From a practical consideration, the manufacturers of the foam cutters should have a warning attached to the cutter if the foam fumes are hazardous. But they do not know which foam you will be cutting -- so they really do not really know if the fumes will be hazardous. Therefore, they may not be legally required to put a label on the foam cutter -- just as the manufacturers of paint brushes do not have to put warning labels on their brushes.

So, in the absence of better information, we have a gray area where each person has to make a decision for themselves. When in doubt about something, gunrunnerjohn's advice is best -- don't inhale lots of anything that has an odor to it -- but a little exposure probably won't hurt most people.

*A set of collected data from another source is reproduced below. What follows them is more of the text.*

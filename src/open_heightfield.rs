//! The open heightfield: walkable floor+clearance spans inverted from a
//! [`SolidHeightfield`], linked to their axis neighbors.

use thiserror::Error;

use crate::{
    compact_cell::CompactCell,
    heightfield::{BoundedField, SolidHeightfield},
    math::{dir_offset_x, dir_offset_z},
    open_span::OpenHeightSpan,
    region::RegionId,
    span::SpanFlags,
};

/// A packed, per-column-indexed grid of walkable [`OpenHeightSpan`]s.
///
/// Built by [`OpenHeightfield::from_solid_heightfield`]. Regions, the
/// border-distance field, and later cleanup/filter passes all mutate spans
/// in place through `&mut self`.
#[derive(Debug, Clone)]
pub struct OpenHeightfield {
    /// The shared grid geometry, expanded upward by `walkable_height` cells.
    pub field: BoundedField,
    /// The minimum vertical clearance that counts as walkable.
    pub min_traversable_height: u16,
    /// The maximum legal step between neighbor floors.
    pub max_traversable_step: u16,
    /// One entry per column, indexing into `spans`.
    pub cells: Vec<CompactCell>,
    /// All walkable spans, grouped contiguously by column.
    pub spans: Vec<OpenHeightSpan>,
    /// The largest `distance_to_border` of any span, set once the distance
    /// field has been built.
    pub max_distance: u16,
}

impl OpenHeightfield {
    /// Inverts every solid span into a walkable open span.
    ///
    /// # Errors
    /// Returns [`OpenHeightfieldError::TooManyLayers`] if a column has more
    /// spans than the axis-neighbor layer-offset encoding can address.
    pub fn from_solid_heightfield(
        solid: &SolidHeightfield,
        min_traversable_height: u16,
        max_traversable_step: u16,
    ) -> Result<Self, OpenHeightfieldError> {
        let bf = *solid.field();
        let column_count = bf.column_count();
        let mut cells = vec![CompactCell::default(); column_count];

        // First pass: count walkable open spans per column to size `spans`.
        let mut total = 0usize;
        for z in 0..bf.depth {
            for x in 0..bf.width {
                for (_, span) in solid.column_spans(x, z) {
                    if span.flags().contains(SpanFlags::WALKABLE) {
                        total += 1;
                    }
                }
            }
        }

        let mut spans = Vec::with_capacity(total);
        let mut cursor = 0u32;
        for z in 0..bf.depth {
            for x in 0..bf.width {
                let column = bf.column_index(x, z);
                cells[column].set_index(cursor);
                cells[column].set_count(0);

                let mut iter = solid.column_spans(x, z).peekable();
                while let Some((_, span)) = iter.next() {
                    if !span.flags().contains(SpanFlags::WALKABLE) {
                        continue;
                    }
                    let floor = span.max();
                    let height = iter
                        .peek()
                        .map(|(_, next)| next.min().saturating_sub(floor))
                        .unwrap_or(OpenHeightSpan::UNBOUNDED_HEIGHT);
                    spans.push(OpenHeightSpan {
                        floor,
                        height,
                        region: RegionId::NULL,
                        distance_to_border: 0,
                        distance_to_region_core: 0,
                        ..Default::default()
                    });
                    cells[column].inc_count();
                    cursor += 1;
                }
            }
        }

        let mut open = Self {
            field: bf,
            min_traversable_height,
            max_traversable_step,
            cells,
            spans,
            max_distance: 0,
        };
        open.link_axis_neighbors()?;
        Ok(open)
    }

    /// Links each open span to the unique walkable axis neighbor in each of
    /// the 4 directions satisfying both the clearance and step-height
    /// tests.
    fn link_axis_neighbors(&mut self) -> Result<(), OpenHeightfieldError> {
        const MAX_LAYERS: usize = 255;
        for z in 0..self.field.depth {
            for x in 0..self.field.width {
                let cell = self.cells[self.field.column_index(x, z)];
                for i in cell.range() {
                    for dir in 0..4u8 {
                        self.spans[i].set_neighbor(dir, None);
                        let nx = x as i32 + dir_offset_x(dir);
                        let nz = z as i32 + dir_offset_z(dir);
                        if !self.field.contains_column(nx, nz) {
                            continue;
                        }
                        let (nx, nz) = (nx as u16, nz as u16);
                        let neighbor_cell = self.cells[self.field.column_index(nx, nz)];

                        let this = self.spans[i];
                        for (offset, k) in neighbor_cell.range().enumerate() {
                            let nbr = self.spans[k];
                            let gap =
                                (this.ceiling().min(nbr.ceiling())) as i64 - (this.floor.max(nbr.floor)) as i64;
                            let climb = (nbr.floor as i64 - this.floor as i64).unsigned_abs();
                            if gap >= self.min_traversable_height as i64
                                && climb <= self.max_traversable_step as u64
                            {
                                if offset >= MAX_LAYERS {
                                    return Err(OpenHeightfieldError::TooManyLayers {
                                        column_span_count: neighbor_cell.count(),
                                    });
                                }
                                self.spans[i].set_neighbor(dir, Some(offset as u8));
                                break;
                            }
                        }
                    }
                }
            }
        }
        Ok(())
    }

    /// The global span index of the neighbor of span `i` in `direction`,
    /// given its column `(x, z)`, or `None` if unlinked.
    pub fn neighbor_index(&self, i: usize, x: u16, z: u16, direction: u8) -> Option<usize> {
        let offset = self.spans[i].neighbor(direction)?;
        let nx = (x as i32 + dir_offset_x(direction)) as u16;
        let nz = (z as i32 + dir_offset_z(direction)) as u16;
        let cell = self.cells[self.field.column_index(nx, nz)];
        Some(cell.index() as usize + offset as usize)
    }

    /// The cell for a given column.
    #[inline]
    pub fn cell_at(&self, x: u16, z: u16) -> CompactCell {
        self.cells[self.field.column_index(x, z)]
    }

    /// The `(x, z)` column coordinate of every span, indexed by span index.
    /// Several later passes (region growth, border cleanup, contour
    /// tracing) need to recover a span's column from its flat index.
    pub(crate) fn column_coords(&self) -> Vec<(u16, u16)> {
        let mut out = vec![(0u16, 0u16); self.spans.len()];
        for z in 0..self.field.depth {
            for x in 0..self.field.width {
                for i in self.cell_at(x, z).range() {
                    out[i] = (x, z);
                }
            }
        }
        out
    }
}

/// Errors that can occur building an [`OpenHeightfield`].
#[derive(Error, Debug)]
pub enum OpenHeightfieldError {
    /// A column had more spans than the neighbor-offset encoding supports.
    #[error("column has {column_span_count} spans, exceeding the maximum addressable layer count")]
    TooManyLayers {
        /// The offending column's span count.
        column_span_count: u8,
    },
}

#[cfg(test)]
mod tests {
    use super::*;
    use crate::{heightfield::HeightfieldBuilder, math::Aabb3d, span::SpanFlags};
    use glam::Vec3A;

    fn solid_with_floor_and_ceiling() -> SolidHeightfield {
        let mut hf = HeightfieldBuilder {
            aabb: Aabb3d::new(Vec3A::ZERO, Vec3A::new(4.0, 10.0, 4.0)),
            cell_size: 1.0,
            cell_height: 1.0,
        }
        .build()
        .unwrap();
        for z in 0..4 {
            for x in 0..4 {
                hf.add_span(x, z, 0, 2, SpanFlags::WALKABLE).unwrap();
                hf.add_span(x, z, 8, 9, SpanFlags::empty()).unwrap();
            }
        }
        hf
    }

    #[test]
    fn inversion_produces_one_open_span_per_solid_span_boundary() {
        let solid = solid_with_floor_and_ceiling();
        let open = OpenHeightfield::from_solid_heightfield(&solid, 2, 1).unwrap();
        // Each column has exactly one walkable solid span (0..2), so one open span.
        assert_eq!(open.spans.len(), 16);
        let span = open.spans[0];
        assert_eq!(span.floor, 2);
        assert_eq!(span.height, 6); // next solid span starts at 8
    }

    #[test]
    fn axis_neighbors_link_symmetrically_on_flat_floor() {
        let solid = solid_with_floor_and_ceiling();
        let open = OpenHeightfield::from_solid_heightfield(&solid, 2, 1).unwrap();
        let i = open.cell_at(1, 1).index() as usize;
        let east = open.neighbor_index(i, 1, 1, 2).unwrap();
        let j = open.cell_at(2, 1).index() as usize;
        assert_eq!(east, j);
        let back = open.neighbor_index(j, 2, 1, 0).unwrap();
        assert_eq!(back, i);
    }
}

(2) The second level of concern is that even if the fumes are not hazardous, there will always be some individuals who react to the fumes. Those individuals (like timlange3) will discover this themselves and take appropriate precautions to minimize their exposure. Others will have no problem. I once met a woman on a plane who was allergic to perfume. Someone on the plane had perfume on and she spent the entire flight sneezing, coughing and gaging like she was very ill. As soon as we deboarded her problems went away.


----------



## trains galore (Jul 22, 2013)

Probably ok, just don't breath in the fumes and don't be in there for hours as it might give you a head ache. Open the windows if you can


----------



## The New Guy (Mar 11, 2012)

treky said:


> when using one of those electric foam cutters like the one made by Woodland Scenics; do you need ventilation?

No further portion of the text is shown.